Il dato dell’Onu si riferisce alla regione africana del Sahel, dove nei prossimi tre mesi la situazione sarà critica
La crisi della fame in Africa Occidentale, precisamente Sahel, sta costringendo un numero crescente di persone a migrare. Nei prossimi tre mesi, l’Onu avverte che 18 milioni di persone dovranno affrontare una grave fame
Quattro Paesi, Burkina Faso, Ciad, Mali e Niger, stanno registrando livelli allarmanti, con quasi 1,7 milioni di persone che dovranno affrontare un’emergenza alimentare, secondo quanto comunicato dall’ufficio per il coordinamento degli affari umanitari.
La carenza di cibo, oltre alla crisi agricola, potrebbe peggiorare con l’arrivo della stagione magra verso la fine dell’estate.

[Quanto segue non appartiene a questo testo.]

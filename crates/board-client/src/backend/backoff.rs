//! Capped exponential reconnect delay

use std::time::Duration;

/// Doubling delay between reconnect attempts, capped at `max`
#[derive(Debug, Clone)]
pub struct Backoff {
    initial: Duration,
    max: Duration,
    current: Duration,
}

impl Backoff {
    pub fn new(initial: Duration, max: Duration) -> Self {
        let initial = initial.min(max);
        Self {
            initial,
            max,
            current: initial,
        }
    }

    pub fn from_millis(initial_ms: u64, max_ms: u64) -> Self {
        Self::new(Duration::from_millis(initial_ms), Duration::from_millis(max_ms))
    }

    /// Delay to wait now; the following call returns twice as much, up to `max`
    pub fn next_delay(&mut self) -> Duration {
        let delay = self.current;
        self.current = self.current.saturating_mul(2).min(self.max);
        delay
    }

    /// Back to the initial delay after a healthy connection
    pub fn reset(&mut self) {
        self.current = self.initial;
    }
}
//! REST + WebSocket backend
//!
//! Inserts and reads go to the feedback API with `reqwest`; subscriptions
//! are served by a background gateway listener per subscription.

use super::{
    gateway, Backoff, BackendError, BackendResult, FeedbackBackend, NewFeedback, Subscription,
};
use async_trait::async_trait;
use board_common::{ClientConfig, ErrorResponse};
use board_core::{Feedback, Snowflake};
use reqwest::{Client, Response};
use serde::de::DeserializeOwned;
use std::time::Duration;

/// Backend talking to `board-api` and `board-gateway`
#[derive(Debug, Clone)]
pub struct HttpBackend {
    client: Client,
    feedback_url: String,
    gateway_url: String,
    reconnect_initial_ms: u64,
    reconnect_max_ms: u64,
}

impl HttpBackend {
    /// Build from client configuration
    pub fn new(config: &ClientConfig) -> BackendResult<Self> {
        if !(config.gateway_url.starts_with("ws://") || config.gateway_url.starts_with("wss://")) {
            return Err(BackendError::Config(format!(
                "gateway URL must use ws:// or wss://, got {}",
                config.gateway_url
            )));
        }

        let client = Client::builder()
            .timeout(Duration::from_secs(config.request_timeout_secs))
            .build()?;

        Ok(Self {
            client,
            feedback_url: config.feedback_endpoint(),
            gateway_url: config.gateway_url.clone(),
            reconnect_initial_ms: config.reconnect_initial_ms,
            reconnect_max_ms: config.reconnect_max_ms,
        })
    }

    pub fn feedback_url(&self) -> &str {
        &self.feedback_url
    }

    pub fn gateway_url(&self) -> &str {
        &self.gateway_url
    }
}

/// Decode a success body, or turn the API error body into [`BackendError::Rejected`]
async fn decode<T: DeserializeOwned>(response: Response) -> BackendResult<T> {
    let status = response.status();
    if status.is_success() {
        return Ok(response.json().await?);
    }

    let body = response.text().await.unwrap_or_default();
    let error = serde_json::from_str::<ErrorResponse>(&body)
        .unwrap_or_else(|_| ErrorResponse::new("HTTP_ERROR", body));

    Err(BackendError::Rejected {
        status: status.as_u16(),
        code: error.code,
        message: error.message,
    })
}

#[async_trait]
impl FeedbackBackend for HttpBackend {
    async fn insert(&self, feedback: NewFeedback) -> BackendResult<Snowflake> {
        let response = self
            .client
            .post(&self.feedback_url)
            .json(&feedback)
            .send()
            .await?;

        let stored: Feedback = decode(response).await?;
        tracing::debug!(id = %stored.id, "Feedback stored");
        Ok(stored.id)
    }

    async fn recent(&self, limit: usize) -> BackendResult<Vec<Feedback>> {
        let response = self
            .client
            .get(&self.feedback_url)
            .query(&[("limit", limit)])
            .send()
            .await?;

        decode(response).await
    }

    async fn subscribe(&self) -> BackendResult<Subscription> {
        let (subscription, sink) = Subscription::channel();
        let backoff = Backoff::from_millis(self.reconnect_initial_ms, self.reconnect_max_ms);

        tokio::spawn(gateway::run(self.gateway_url.clone(), backoff, sink));

        Ok(subscription)
    }
}
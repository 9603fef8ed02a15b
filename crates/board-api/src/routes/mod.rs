//! Route definitions
//!
//! Feedback routes are mounted under /api/v1; health probes are served both
//! at the root and under /api/v1.

use axum::{routing::get, Router};

use crate::handlers::{feedback, health};
use crate::state::AppState;

/// Create the main API router with all routes
pub fn create_router() -> Router<AppState> {
    Router::new()
        .merge(health_routes())
        .nest("/api/v1", api_v1_routes())
}

/// Health check routes
pub fn health_routes() -> Router<AppState> {
    Router::new()
        .route("/health", get(health::health_check))
        .route("/health/ready", get(health::readiness_check))
}

/// API v1 routes
fn api_v1_routes() -> Router<AppState> {
    Router::new()
        .merge(feedback_routes())
        .merge(health_routes())
}

/// Feedback routes
fn feedback_routes() -> Router<AppState> {
    Router::new()
        .route(
            "/feedback",
            get(feedback::list_feedback).post(feedback::create_feedback),
        )
        .route("/feedback/options", get(feedback::feedback_options))
}
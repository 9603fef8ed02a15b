//! # board-core
//!
//! Domain layer for the feedback board: the feedback entity, rating table,
//! comment policy, repository traits, and domain events.
//! This crate has zero dependencies on infrastructure (database, web framework, etc.).

pub mod entities;
pub mod error;
pub mod events;
pub mod traits;
pub mod value_objects;

// Re-export commonly used types at crate root
pub use entities::Feedback;
pub use error::DomainError;
pub use events::{DomainEvent, FeedbackCreatedEvent};
pub use traits::{EventPublisher, FeedbackRepository, RepoResult};
pub use value_objects::{
    fallback_glyph, CommentPolicy, InvalidRating, Rating, Snowflake, SnowflakeGenerator,
    SnowflakeParseError, DEFAULT_WINDOW_SIZE, MAX_PAGE_SIZE, PRESET_COMMENTS,
};
//! Animation documents served over HTTP

use super::{AnimationResource, AnimationSource, FetchError};
use async_trait::async_trait;
use board_common::ClientConfig;
use board_core::Rating;
use reqwest::Client;
use std::time::Duration;

/// Fetches `{base_url}/{code}/lottie.json` for each rating
#[derive(Debug, Clone)]
pub struct HttpAnimationSource {
    client: Client,
    base_url: String,
}

impl HttpAnimationSource {
    pub fn new(client: Client, base_url: impl Into<String>) -> Self {
        Self {
            client,
            base_url: base_url.into().trim_end_matches('/').to_string(),
        }
    }

    pub fn from_config(config: &ClientConfig) -> Result<Self, FetchError> {
        let client = Client::builder()
            .timeout(Duration::from_secs(config.request_timeout_secs))
            .build()?;
        Ok(Self::new(client, config.animation_base_url.clone()))
    }

    /// Resource URL for a rating
    pub fn url_for(&self, rating: Rating) -> String {
        format!("{}/{}/lottie.json", self.base_url, rating.animation_code())
    }
}

#[async_trait]
impl AnimationSource for HttpAnimationSource {
    async fn fetch(&self, rating: Rating) -> Result<AnimationResource, FetchError> {
        let response = self.client.get(self.url_for(rating)).send().await?;

        let status = response.status();
        if !status.is_success() {
            return Err(FetchError::Status(status.as_u16()));
        }

        let data: serde_json::Value = response.json().await?;
        Ok(AnimationResource::new(rating, data))
    }
}

#[cfg(test)]
mod tests {
    use super::*;

    #[test]
    fn test_urls_follow_noto_layout() {
        let source = HttpAnimationSource::new(
            Client::new(),
            "https://fonts.gstatic.com/s/e/notoemoji/latest/",
        );
        assert_eq!(
            source.url_for(Rating::VeryGood),
            "https://fonts.gstatic.com/s/e/notoemoji/latest/1f603/lottie.json"
        );
        assert_eq!(
            source.url_for(Rating::Disappointed),
            "https://fonts.gstatic.com/s/e/notoemoji/latest/1f61e/lottie.json"
        );
    }

    #[test]
    fn test_from_config_uses_configured_base() {
        let config = ClientConfig {
            animation_base_url: "http://cdn.test/emoji".to_string(),
            ..ClientConfig::default()
        };
        let source = HttpAnimationSource::from_config(&config).unwrap();
        assert_eq!(source.url_for(Rating::Neutral), "http://cdn.test/emoji/1f610/lottie.json");
    }
}
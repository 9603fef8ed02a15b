//! Domain entities

mod feedback;

pub use feedback::Feedback;
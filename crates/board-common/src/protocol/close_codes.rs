//! WebSocket close codes used by the gateway

use serde::{Deserialize, Serialize};

#[derive(Debug, Clone, Copy, PartialEq, Eq, Hash, Serialize, Deserialize)]
#[repr(u16)]
pub enum CloseCode {
    UnknownError = 4000,
    /// A frame carried an op code boards may not send
    UnknownOpcode = 4001,
    /// A frame was not valid JSON
    DecodeError = 4002,
    /// No heartbeat within the allowed window
    SessionTimeout = 4009,
}

impl CloseCode {
    #[must_use]
    pub fn from_u16(value: u16) -> Option<Self> {
        match value {
            4000 => Some(Self::UnknownError),
            4001 => Some(Self::UnknownOpcode),
            4002 => Some(Self::DecodeError),
            4009 => Some(Self::SessionTimeout),
            _ => None,
        }
    }

    #[must_use]
    pub const fn as_u16(self) -> u16 {
        self as u16
    }

    /// Every gateway close is transient for a passive display
    #[must_use]
    pub const fn should_reconnect(self) -> bool {
        true
    }

    #[must_use]
    pub const fn description(self) -> &'static str {
        match self {
            Self::UnknownError => "Unknown error occurred",
            Self::UnknownOpcode => "Invalid opcode sent",
            Self::DecodeError => "Invalid payload encoding",
            Self::SessionTimeout => "Session timeout",
        }
    }
}

impl std::fmt::Display for CloseCode {
    fn fmt(&self, f: &mut std::fmt::Formatter<'_>) -> std::fmt::Result {
        write!(f, "{}: {}", self.as_u16(), self.description())
    }
}

impl From<CloseCode> for u16 {
    fn from(code: CloseCode) -> Self {
        code.as_u16()
    }
}
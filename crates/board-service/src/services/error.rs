//! Service layer error types

use board_common::AppError;
use board_core::DomainError;
use std::fmt;
use validator::ValidationErrors;

/// Service layer error type
#[derive(Debug)]
pub enum ServiceError {
    /// Domain rule violation or repository failure
    Domain(DomainError),

    /// Application error
    App(AppError),

    /// Field-level validation failures
    Invalid(ValidationErrors),

    /// Validation error
    Validation(String),

    /// Internal error
    Internal(String),
}

impl fmt::Display for ServiceError {
    fn fmt(&self, f: &mut fmt::Formatter<'_>) -> fmt::Result {
        match self {
            Self::Domain(e) => write!(f, "{e}"),
            Self::App(e) => write!(f, "{e}"),
            Self::Invalid(_) => write!(f, "Validation failed"),
            Self::Validation(msg) => write!(f, "Validation error: {msg}"),
            Self::Internal(msg) => write!(f, "Internal error: {msg}"),
        }
    }
}

impl std::error::Error for ServiceError {
    fn source(&self) -> Option<&(dyn std::error::Error + 'static)> {
        match self {
            Self::Domain(e) => Some(e),
            Self::App(e) => Some(e),
            Self::Invalid(e) => Some(e),
            _ => None,
        }
    }
}

impl ServiceError {
    /// Create a validation error
    pub fn validation(msg: impl Into<String>) -> Self {
        Self::Validation(msg.into())
    }

    /// Create an internal error
    pub fn internal(msg: impl Into<String>) -> Self {
        Self::Internal(msg.into())
    }

    /// Get the HTTP status code for this error
    pub fn status_code(&self) -> u16 {
        match self {
            Self::Domain(e) => {
                if e.is_validation() {
                    400
                } else if e.is_conflict() {
                    409
                } else {
                    500
                }
            }
            Self::App(e) => e.status_code(),
            Self::Invalid(_) | Self::Validation(_) => 400,
            Self::Internal(_) => 500,
        }
    }

    /// Get the error code for API responses
    pub fn error_code(&self) -> &str {
        match self {
            Self::Domain(e) => e.code(),
            Self::App(e) => e.error_code(),
            Self::Invalid(_) | Self::Validation(_) => "VALIDATION_ERROR",
            Self::Internal(_) => "INTERNAL_ERROR",
        }
    }

    /// Per-field details for validation failures
    pub fn details(&self) -> Option<serde_json::Value> {
        match self {
            Self::Invalid(errors) => serde_json::to_value(errors).ok(),
            _ => None,
        }
    }
}

impl From<DomainError> for ServiceError {
    fn from(err: DomainError) -> Self {
        Self::Domain(err)
    }
}

impl From<AppError> for ServiceError {
    fn from(err: AppError) -> Self {
        Self::App(err)
    }
}

impl From<ValidationErrors> for ServiceError {
    fn from(err: ValidationErrors) -> Self {
        Self::Invalid(err)
    }
}

impl From<ServiceError> for AppError {
    fn from(err: ServiceError) -> Self {
        match err {
            ServiceError::Domain(e) => AppError::Domain(e),
            ServiceError::App(e) => e,
            ServiceError::Invalid(e) => AppError::Validation(e.to_string()),
            ServiceError::Validation(msg) => AppError::Validation(msg),
            ServiceError::Internal(msg) => AppError::Internal(anyhow::anyhow!(msg)),
        }
    }
}

/// Result type for service operations
pub type ServiceResult<T> = Result<T, ServiceError>;

#[cfg(test)]
mod tests {
    use super::*;
    use board_core::{InvalidRating, Snowflake};
    use validator::Validate;

    #[derive(Validate)]
    struct Probe {
        #[validate(length(min = 2, message = "too short"))]
        name: String,
    }

    #[test]
    fn test_validation_error() {
        let err = ServiceError::validation("bad limit");
        assert_eq!(err.status_code(), 400);
        assert_eq!(err.error_code(), "VALIDATION_ERROR");
        assert!(err.details().is_none());
    }

    #[test]
    fn test_field_errors_carry_details() {
        let errors = Probe { name: "a".into() }.validate().unwrap_err();
        let err = ServiceError::from(errors);
        assert_eq!(err.status_code(), 400);
        let details = err.details().unwrap();
        assert_eq!(details["name"][0]["message"], "too short");
    }

    #[test]
    fn test_domain_mapping() {
        assert_eq!(
            ServiceError::from(DomainError::from(InvalidRating(7))).status_code(),
            400
        );
        assert_eq!(
            ServiceError::from(DomainError::DuplicateFeedback(Snowflake::new(1))).status_code(),
            409
        );
        let err = ServiceError::from(DomainError::DatabaseError("down".into()));
        assert_eq!(err.status_code(), 500);
        assert_eq!(err.error_code(), "DATABASE_ERROR");
    }

    #[test]
    fn test_convert_to_app_error() {
        let app_err: AppError = ServiceError::internal("boom").into();
        assert_eq!(app_err.status_code(), 500);

        let app_err: AppError = ServiceError::validation("nope").into();
        assert_eq!(app_err.status_code(), 400);
    }
}
//! Route handlers

pub mod feedback;
pub mod health;
//! # board-common
//!
//! Shared utilities including configuration, error handling, telemetry,
//! and the gateway wire protocol spoken by both the server and display clients.

pub mod config;
pub mod error;
pub mod protocol;
pub mod telemetry;

// Re-export commonly used types at crate root
pub use config::{
    AnimationStrategy, AppConfig, AppSettings, BoardConfig, ClientConfig, ConfigError,
    CorsConfig, DatabaseConfig, Environment, RedisConfig, ServerConfig, SnowflakeConfig,
};
pub use error::{AppError, AppResult, ErrorResponse};
pub use telemetry::{
    shutdown_signal, try_init_tracing, try_init_tracing_with_config, TracingConfig, TracingError,
};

L’ufficio di Martin Griffiths, capo dell’OCHA sta liberando 30 milioni di dollari dal suo fondo di emergenza per i quattro paesi africani. I gruppi umanitari all’inizio dell’anno hanno lanciato appelli per chiedere 3,8 miliardi di dollari in aiuti per la regione nel 2022, ma rimangono solo il 12% finanziati, riferisce OCHA.